Culture Blooms
with Eastern roots and Western branches By: Sonia
Verma (Staff Reporter)
Article from: The Toronto Star
Date: Sunday, January 6, 2002
Gurpreet Chana remembers
leaning how to drum before he learned how to
walk. He recalls trying to keep a beat on the
coffee table in his grandfather’s living
room when he was barely big enough to see over
it. “I started playing when I was really
young and my parents took me for a lesson. I’ve
never looked back since then,” says Chana,
now a 24 year old mechanical engineer from Mississauga.
He learned how to drum
on the tabla, a classical instrument from North
India where music has roots in the Mogul culture,
imported to India from the Middle East. Chana
was born in Canada but his parents are from
the Punjab in India.
“My music is
a fusion of East and West,” Chana says.
“I grew up here, but am aware of my roots
and what I do on stage is an expression of that.

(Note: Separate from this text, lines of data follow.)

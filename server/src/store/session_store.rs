use comms::event::Event;
use tokio::sync::{
    broadcast::{self, error::TryRecvError},
    Mutex,
};
use tracing::{debug, info};

use super::{ConnectionId, IntentError, SessionState};

const BROADCAST_CHANNEL_CAPACITY: usize = 100;

#[derive(Debug)]
/// [SessionStore] owns the one planning poker session and the broadcast channel of its updates.
///
/// Every command is validated, applied and broadcasted while holding the state lock,
/// so commands are processed one after another and updates go out in the order they happened.
/// Updates always carry the complete state of whatever changed, never a diff.
pub struct SessionStore {
    state: Mutex<SessionState>,
    broadcast_tx: broadcast::Sender<Event>,
}

impl Default for SessionStore {
    fn default() -> Self {
        SessionStore::new()
    }
}

impl SessionStore {
    pub fn new() -> Self {
        let (broadcast_tx, _) = broadcast::channel(BROADCAST_CHANNEL_CAPACITY);

        SessionStore {
            state: Mutex::new(SessionState::new()),
            broadcast_tx,
        }
    }

    /// Receive every update broadcasted from now on
    pub fn subscribe(&self) -> broadcast::Receiver<Event> {
        self.broadcast_tx.subscribe()
    }

    fn broadcast(&self, event: Event) {
        // nobody listening is not an error, the next connection asks for a snapshot
        let _ = self.broadcast_tx.send(event);
    }

    /// Add a participant owned by the connection, then broadcast participants and votes
    pub async fn join(&self, connection: &ConnectionId, name: &str) -> Result<(), IntentError> {
        let mut state = self.state.lock().await;
        let name = state.join(connection, name)?;

        info!(%connection, %name, "participant joined");
        self.broadcast(state.participants_event());
        self.broadcast(state.votes_event());

        Ok(())
    }

    /// Record a vote, then broadcast votes
    pub async fn vote(&self, name: &str, value: u32) -> Result<(), IntentError> {
        let mut state = self.state.lock().await;
        let card = state.vote(name, value)?;

        debug!(name, %card, "vote recorded");
        self.broadcast(state.votes_event());

        Ok(())
    }

    /// Clear all votes, then broadcast the empty votes
    pub async fn reset(&self) {
        let mut state = self.state.lock().await;
        state.reset();

        info!("votes reset");
        self.broadcast(state.votes_event());
    }

    /// Remove a participant joined by this connection, then broadcast participants and votes
    pub async fn leave(&self, connection: &ConnectionId, name: &str) -> Result<(), IntentError> {
        let mut state = self.state.lock().await;
        let name = state.leave(connection, name)?;

        info!(%connection, %name, "participant left");
        self.broadcast(state.participants_event());
        self.broadcast(state.votes_event());

        Ok(())
    }

    /// Remove every participant joined by a connection which went away.
    /// Broadcasts only if somebody was removed.
    pub async fn disconnect(&self, connection: &ConnectionId) -> Vec<String> {
        let mut state = self.state.lock().await;
        let removed = state.leave_all(connection);

        info!(%connection, ?removed, "connection closed");
        if !removed.is_empty() {
            self.broadcast(state.participants_event());
            self.broadcast(state.votes_event());
        }

        removed
    }

    /// Current participants and votes
    pub async fn snapshot(&self) -> [Event; 2] {
        self.state.lock().await.snapshot()
    }

    /// Bring a subscriber up to date.
    ///
    /// Discards whatever is still queued for the receiver and returns a snapshot instead.
    /// Both happen under the state lock, so every discarded update is older than the snapshot
    /// and every update received afterwards is newer.
    pub async fn resync(&self, broadcast_rx: &mut broadcast::Receiver<Event>) -> [Event; 2] {
        let state = self.state.lock().await;

        loop {
            match broadcast_rx.try_recv() {
                Ok(_) | Err(TryRecvError::Lagged(_)) => continue,
                Err(TryRecvError::Empty) | Err(TryRecvError::Closed) => break,
            }
        }

        state.snapshot()
    }
}

#[cfg(test)]
mod tests {
    use comms::{
        card::Card,
        event::{ParticipantsUpdatedEvent, VotesUpdatedEvent},
    };

    use super::*;

    fn participants(names: &[&str]) -> Event {
        Event::ParticipantsUpdated(ParticipantsUpdatedEvent {
            participants: names.iter().map(|name| name.to_string()).collect(),
        })
    }

    fn votes(entries: &[(&str, u32)]) -> Event {
        Event::VotesUpdated(VotesUpdatedEvent {
            votes: entries
                .iter()
                .map(|(name, value)| (name.to_string(), Card::try_from(*value).unwrap()))
                .collect(),
        })
    }

    fn drain(broadcast_rx: &mut broadcast::Receiver<Event>) -> Vec<Event> {
        let mut events = Vec::new();
        while let Ok(event) = broadcast_rx.try_recv() {
            events.push(event);
        }

        events
    }

    #[tokio::test]
    async fn test_every_mutation_broadcasts_full_state() {
        let store = SessionStore::new();
        let mut broadcast_rx = store.subscribe();
        let connection = ConnectionId::from("c1");

        store.join(&connection, "alice").await.unwrap();
        store.vote("alice", 5).await.unwrap();
        store.join(&connection, "bob").await.unwrap();
        store.vote("bob", 8).await.unwrap();
        store.reset().await;

        assert_eq!(
            drain(&mut broadcast_rx),
            vec![
                participants(&["alice"]),
                votes(&[]),
                votes(&[("alice", 5)]),
                participants(&["alice", "bob"]),
                votes(&[("alice", 5)]),
                votes(&[("alice", 5), ("bob", 8)]),
                votes(&[]),
            ]
        );
    }

    #[tokio::test]
    async fn test_rejected_commands_do_not_broadcast() {
        let store = SessionStore::new();
        let connection = ConnectionId::from("c1");
        store.join(&connection, "alice").await.unwrap();
        let mut broadcast_rx = store.subscribe();

        assert!(store.join(&ConnectionId::from("c2"), "alice").await.is_err());
        assert!(store.vote("alice", 6).await.is_err());
        assert!(store.vote("nobody", 5).await.is_err());
        assert!(store.leave(&ConnectionId::from("c2"), "alice").await.is_err());

        assert!(drain(&mut broadcast_rx).is_empty());
    }

    #[tokio::test]
    async fn test_disconnect_removes_owned_participants() {
        let store = SessionStore::new();
        let first_tab = ConnectionId::from("c1");
        let second_tab = ConnectionId::from("c2");
        store.join(&first_tab, "alice").await.unwrap();
        store.join(&second_tab, "bob").await.unwrap();
        store.vote("alice", 3).await.unwrap();
        let mut broadcast_rx = store.subscribe();

        let removed = store.disconnect(&first_tab).await;

        assert_eq!(removed, vec!["alice".to_string()]);
        assert_eq!(
            drain(&mut broadcast_rx),
            vec![participants(&["bob"]), votes(&[])]
        );
    }

    #[tokio::test]
    async fn test_disconnect_without_participants_is_silent() {
        let store = SessionStore::new();
        let mut broadcast_rx = store.subscribe();

        assert!(store.disconnect(&ConnectionId::from("c1")).await.is_empty());
        assert!(drain(&mut broadcast_rx).is_empty());
    }

    #[tokio::test]
    async fn test_resync_replaces_queued_updates_with_snapshot() {
        let store = SessionStore::new();
        let mut broadcast_rx = store.subscribe();
        let connection = ConnectionId::from("c1");
        store.join(&connection, "alice").await.unwrap();
        store.vote("alice", 20).await.unwrap();

        let snapshot = store.resync(&mut broadcast_rx).await;

        assert_eq!(
            snapshot,
            [participants(&["alice"]), votes(&[("alice", 20)])]
        );
        assert!(drain(&mut broadcast_rx).is_empty());

        store.reset().await;
        assert_eq!(drain(&mut broadcast_rx), vec![votes(&[])]);
    }

    #[tokio::test]
    async fn test_resync_recovers_lagged_receiver() {
        let store = SessionStore::new();
        let mut broadcast_rx = store.subscribe();
        let connection = ConnectionId::from("c1");
        store.join(&connection, "alice").await.unwrap();

        for _ in 0..BROADCAST_CHANNEL_CAPACITY + 10 {
            store.reset().await;
        }

        let snapshot = store.resync(&mut broadcast_rx).await;

        assert_eq!(snapshot, [participants(&["alice"]), votes(&[])]);
        assert!(matches!(
            broadcast_rx.try_recv(),
            Err(TryRecvError::Empty)
        ));
    }
}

But as a musician, I try not to get too caught
up in that. Because at the end of the day it’s
just music.”
Today he is known as
“The Tabla Guy” and has drummed
across North America and Europe. Last night,
he played at Roy Thompson Hall as part of “Aatma:
A Journey of the Soul,” a south Asian
cultural showcase.
Twelve acts from across
the United States and Canada competed for a
cash prize of $2000 in front of an enthusiastic
audience of 20-somethings, mostly of South Asian
heritage.
The event was organized
by the South Asian Students’ Association,
as part of its annual conference, which draws
4000 students from across the U.S. and Canada.
“We’re
trying to promote south Asian youth culture.
But we recognize that as a second generation,
we’ve grown up in a culture that has meshed
old and new, distant and present worlds,”

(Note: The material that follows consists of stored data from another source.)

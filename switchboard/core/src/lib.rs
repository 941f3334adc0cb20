//! Switchboard Core - Adaptive Multi-Provider LLM Routing
//!
//! This crate decides, per request, which of several interchangeable LLM
//! providers should serve a text-generation call. It tracks live health per
//! provider, stops sending traffic to providers that keep failing, and falls
//! back to a self-hosted provider when everything else is unavailable.
//!
//! # Architecture
//!
//! ```text
//! ┌──────────────────────────────────────────────────────────────────┐
//! │                          Callers                                 │
//! │        ┌─────────┐   ┌──────────────┐   ┌──────────────┐         │
//! │        │   CLI   │   │ HTTP service │   │    Tests     │         │
//! │        └────┬────┘   └──────┬───────┘   └──────┬───────┘         │
//! │             └───────────────┼──────────────────┘                 │
//! │                    RouteRequest / RouteResponse                  │
//! └─────────────────────────────┼────────────────────────────────────┘
//!                               │
//! ┌─────────────────────────────┼────────────────────────────────────┐
//! │                      SWITCHBOARD CORE                            │
//! │  ┌──────────────────────────┴─────────────────────────────────┐  │
//! │  │                     AdaptiveRouter                         │  │
//! │  │  ┌──────────┐  ┌──────────┐  ┌──────────┐  ┌────────────┐  │  │
//! │  │  │ Circuit  │  │  Scorer  │  │ Metrics  │  │  Catalog   │  │  │
//! │  │  │ Breaker  │  │          │  │ Registry │  │            │  │  │
//! │  │  └──────────┘  └──────────┘  └──────────┘  └────────────┘  │  │
//! │  └────────────────────────────────────────────────────────────┘  │
//! │  ┌────────────────────────────────────────────────────────────┐  │
//! │  │  LlmProvider: OpenAI │ Groq │ Gemini │ Ollama (fallback)   │  │
//! │  └────────────────────────────────────────────────────────────┘  │
//! └──────────────────────────────────────────────────────────────────┘
//! ```
//!
//! # Key Types
//!
//! - [`AdaptiveRouter`]: resolves a provider, calls it, records the outcome, falls back
//! - [`MetricsRegistry`]: per-provider counters, latency average, failure window
//! - [`CircuitBreaker`]: whether a provider is currently unavailable
//! - [`Scorer`]: ranks healthy providers
//! - [`LlmProvider`]: the uniform backend interface
//!
//! # Quick Start
//!
//! ```ignore
//! use switchboard_core::{load_config, AdaptiveRouter, ProviderSet, RouteRequest};
//!
//! #[tokio::main]
//! async fn main() -> anyhow::Result<()> {
//!     let config = load_config()?;
//!     let providers = ProviderSet::from_settings(&config.providers);
//!     let router = AdaptiveRouter::new(providers, config.router);
//!
//!     let response = router.route(RouteRequest::new("Summarise RFC 9110")).await?;
//!     println!("[{} / {}] {}", response.provider, response.routing_reason, response.text);
//!
//!     router.shutdown().await;
//!     Ok(())
//! }
//! ```
//!
//! # Module Overview
//!
//! - [`routing`]: router, circuit breaker, scorer, metrics registry, catalog
//! - [`provider`]: provider identity, errors, trait and HTTP clients
//! - [`config`]: TOML + environment + CLI configuration loading
//! - [`tokens`]: prompt size estimation

#![warn(missing_docs)]
#![deny(clippy::all)]
#![warn(clippy::pedantic)]
#![allow(clippy::module_name_repetitions)]
#![allow(clippy::cast_precision_loss)]

pub mod config;
pub mod provider;
pub mod routing;
pub mod tokens;

// Provider exports
pub use provider::{
    ErrorClass, GeminiProvider, GenerateRequest, LlmProvider, OllamaProvider,
    OpenAiCompatProvider, ProviderError, ProviderId, ProviderSet, ProviderSettings,
    RequestedProvider, RetryPolicy, DEFAULT_TEMPERATURE,
};

// Routing exports
pub use routing::{
    AdaptiveRouter, CircuitBreaker, CircuitBreakerConfig, CircuitState, MetricsRegistry,
    ProviderCatalog, ProviderProfile, ProviderSnapshot, RouteRequest, RouteResponse, RouterConfig,
    RouterError, RoutingDecision, RoutingReason, ScoreWeights, Scorer, StatusReport,
};

// Config exports
pub use config::{
    default_config_path, load_config, load_config_from_path, ConfigError, ConfigOverrides,
    ConfigSource, SwitchboardConfig, SwitchboardToml,
};

pub use tokens::estimate_tokens;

says organizer Vivek Malhotra, a 22 year old
McMaster University student.
Last night, that reality
was expressed artistically in music and dance.

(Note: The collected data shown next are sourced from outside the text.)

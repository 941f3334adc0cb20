//! Circuit Breaker
//!
//! Decides whether a provider is currently unavailable, based on the timer
//! kept in its [`MetricsRegistry`] entry.
//!
//! ```text
//! +--------+   3rd failure within 60s   +------+
//! | Closed | -------------------------> | Open |
//! +--------+                            +------+
//!     ^                                     |
//!     |   cooldown elapsed, seen on query   |
//!     +-------------------------------------+
//! ```
//!
//! There is no half-open state and no background timer: an elapsed circuit
//! is cleared by whichever caller observes it first. The breaker is advisory;
//! the router may still call an open provider when nothing better exists.

use std::sync::Arc;
use std::time::Duration;

use serde::Serialize;
use tokio::time::Instant;

use super::metrics::MetricsRegistry;
use crate::provider::ProviderId;

// ============================================================================
// Circuit State
// ============================================================================

/// Observable state of a provider's circuit
#[derive(Clone, Copy, Debug, PartialEq, Eq, Default, Serialize)]
#[serde(tag = "state", rename_all = "snake_case")]
pub enum CircuitState {
    /// Requests flow normally
    #[default]
    Closed,

    /// Provider is skipped until the cooldown elapses
    Open {
        /// Time left before the circuit closes
        #[serde(rename = "remaining_ms", serialize_with = "serialize_millis")]
        remaining: Duration,
    },
}

impl CircuitState {
    /// Whether the circuit is open
    #[must_use]
    pub fn is_open(&self) -> bool {
        matches!(self, Self::Open { .. })
    }
}

fn serialize_millis<S: serde::Serializer>(d: &Duration, s: S) -> Result<S::Ok, S::Error> {
    s.serialize_u64(u64::try_from(d.as_millis()).unwrap_or(u64::MAX))
}

// ============================================================================
// Circuit Timer
// ============================================================================

/// The open-until instant of one provider, guarded by its entry lock
#[derive(Clone, Copy, Debug, Default)]
pub(crate) struct CircuitTimer {
    open_until: Option<Instant>,
}

impl CircuitTimer {
    /// Current state at `now`, clearing an elapsed timer.
    ///
    /// Returns the state and whether this call performed the clear.
    pub(crate) fn observe(&mut self, now: Instant) -> (CircuitState, bool) {
        match self.open_until {
            Some(until) if now < until => (
                CircuitState::Open {
                    remaining: until - now,
                },
                false,
            ),
            Some(_) => {
                self.open_until = None;
                (CircuitState::Closed, true)
            }
            None => (CircuitState::Closed, false),
        }
    }

    /// Open (or re-open) the circuit until `now + cooldown`
    pub(crate) fn trip(&mut self, now: Instant, cooldown: Duration) {
        self.open_until = Some(now + cooldown);
    }
}

// ============================================================================
// Circuit Breaker
// ============================================================================

/// Read-side view of the registry's circuit timers
#[derive(Clone, Debug)]
pub struct CircuitBreaker {
    registry: Arc<MetricsRegistry>,
}

impl CircuitBreaker {
    /// Create a breaker over `registry`
    #[must_use]
    pub fn new(registry: Arc<MetricsRegistry>) -> Self {
        Self { registry }
    }

    /// Whether `provider` is currently unavailable
    #[must_use]
    pub fn is_open(&self, provider: ProviderId) -> bool {
        self.is_open_at(provider, Instant::now())
    }

    /// [`is_open`](Self::is_open) evaluated at `now`
    #[must_use]
    pub fn is_open_at(&self, provider: ProviderId, now: Instant) -> bool {
        self.state_at(provider, now).is_open()
    }

    /// Current state of `provider`'s circuit
    #[must_use]
    pub fn state(&self, provider: ProviderId) -> CircuitState {
        self.state_at(provider, Instant::now())
    }

    /// [`state`](Self::state) evaluated at `now`
    #[must_use]
    pub fn state_at(&self, provider: ProviderId, now: Instant) -> CircuitState {
        self.registry.entry(provider).circuit_state_at(now)
    }

    /// Providers whose circuit is open right now, in stable order
    #[must_use]
    pub fn open_providers(&self) -> Vec<ProviderId> {
        let now = Instant::now();
        ProviderId::ALL
            .into_iter()
            .filter(|p| self.is_open_at(*p, now))
            .collect()
    }
}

Bharatnatyam dance mingled with contemporary
jazz; hip hop fused with bhangra; bindis were
worn with body suits.
AIO, a dance troupe
from the University of Michigan, won the grand
prize of $2000.
“Our dance performance
is basically a choreographed fight between East
and West,” says 21-year-old Joyce Varghese,
a choreographer with Conscious, a dance group
from Chicago.
The group incorporates
classical Indian dance, street inspired hip-hop
and pokes fun at Bollywood stereotypes.
“Everyone always
asks who wins in this fight. In the end the
answer is nobody and that’s the whole
point. What we’re trying to portray is
the unity that exists for our generation between
those two worlds,” Varghese says.
“My grandmother
comes to watch us dance because we’re
portraying this energy which transcends age
and border and class. This is what reality is
for us,” Varghese says.
The weekend conference,
which is the largest of its kind in North America,
wraps up today with a formal dinner and dance.